Illinois Democrats continued their election-year strategy of pushing for a minimum wage hike Friday when U.S. Sen. Dick Durbin used a Martin Luther King breakfast to call for an increase to the state's rate and blast a Republican gubernatorial candidate for his evolving stance on the issue.
Echoing a nationwide Democratic strategy, the Senate's No. 2 Democrat told attendees of Chicago's annual commemorative breakfast that he'll work with Illinois lawmakers to raise the state rate. He said even though Illinois' $8.25 an hour rate is $1 higher than the national wage, it should be more for working families.
He then took a shot at suburban businessman Bruce Rauner, who initially said he'd advocate for lowering the state's minimum wage to the national rate of $7.25 then said he'd be in favor of raising it under certain circumstances. The venture capitalist who's making his first foray into politics has raised more than five times the other three Republican gubernatorial candidates combined through his connections and personal wealth, but on the campaign trail he's portrayed himself as an everyday guy who wears an inexpensive watch and dresses in outdoorsy gear.

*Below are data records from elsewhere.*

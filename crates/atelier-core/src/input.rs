//! Pointer input for drawing surfaces.

use kurbo::{Point, Rect};
use serde::{Deserialize, Serialize};

/// The pointer listener kinds a board attaches to its surface.
#[derive(Debug, Clone, Copy, PartialEq, Eq, Hash, Serialize, Deserialize)]
pub enum PointerEventKind {
    Down,
    Move,
    Up,
    Leave,
}

impl PointerEventKind {
    /// All listener kinds, in attachment order.
    pub const ALL: [PointerEventKind; 4] = [
        PointerEventKind::Down,
        PointerEventKind::Move,
        PointerEventKind::Up,
        PointerEventKind::Leave,
    ];
}

/// Pointer event in client (window) coordinates.
#[derive(Debug, Clone, Copy, PartialEq, Serialize, Deserialize)]
pub enum PointerEvent {
    Down { client: Point },
    Move { client: Point },
    Up { client: Point },
    /// The pointer left the surface.
    Leave,
}

impl PointerEvent {
    pub fn down(x: f64, y: f64) -> Self {
        Self::Down {
            client: Point::new(x, y),
        }
    }

    pub fn moved(x: f64, y: f64) -> Self {
        Self::Move {
            client: Point::new(x, y),
        }
    }

    pub fn up(x: f64, y: f64) -> Self {
        Self::Up {
            client: Point::new(x, y),
        }
    }

    /// The listener kind that receives this event.
    pub fn kind(&self) -> PointerEventKind {
        match self {
            PointerEvent::Down { .. } => PointerEventKind::Down,
            PointerEvent::Move { .. } => PointerEventKind::Move,
            PointerEvent::Up { .. } => PointerEventKind::Up,
            PointerEvent::Leave => PointerEventKind::Leave,
        }
    }
}

/// Convert client coordinates to coordinates relative to the surface's
/// bounding box origin.
pub fn to_canvas(client: Point, bounds: Rect) -> Point {
    Point::new(client.x - bounds.x0, client.y - bounds.y0)
}
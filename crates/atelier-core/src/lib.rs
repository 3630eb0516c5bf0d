//! Atelier Core Library
//!
//! Platform-agnostic data structures and state stores shared by every
//! Atelier drawing board.

pub mod color;
pub mod input;
pub mod practice;
pub mod stores;
pub mod stroke;
pub mod tools;

pub use color::{ColorParseError, Rgba8};
pub use input::{PointerEvent, PointerEventKind};
pub use practice::{PracticeMode, UnknownPracticeMode};
pub use stores::{
    CanvasState, CanvasStore, HistoryState, HistoryStore, MAX_HISTORY_SIZE, Store,
    SubscriptionId, ToolState, ToolStateError, ToolStore,
};
pub use stroke::Stroke;
pub use tools::ToolKind;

But Durbin told attendees of Chicago's annual breakfast that he didn't see it that way.
"To think a major candidate for office in this state would call for reducing minimum wage tells me he's out of touch," Durbin said without specifically naming Rauner. "He may have a Carhartt jacket and $18 watch but he isn't in touch with the reality of life in working America."
Rauner's campaign didn't immediately have a response. But Rauner has said he's a target for his opponents because his message is resonating with voters.
Minimum wage has become a major issue in the 2014 race for Illinois governor. Gov. Pat Quinn, a Democrat who's seeking re-election, said he wants the state rate to be at least $10 by the end of the year. Rauner's change on the issue has also helped bring it to the forefront.
The other three Republican candidates -- Treasurer Dan Rutherford and state Sens. Bill Brady and Kirk Dillard -- all oppose increases, saying it hurts jobs and that Illinois' rate is already the highest among Midwestern states.
Illinois last raised its rate in 2010 under a series of step increases. Approximately 1.1 million Illinois workers would be affected by an increase, according to the state's Labor Department.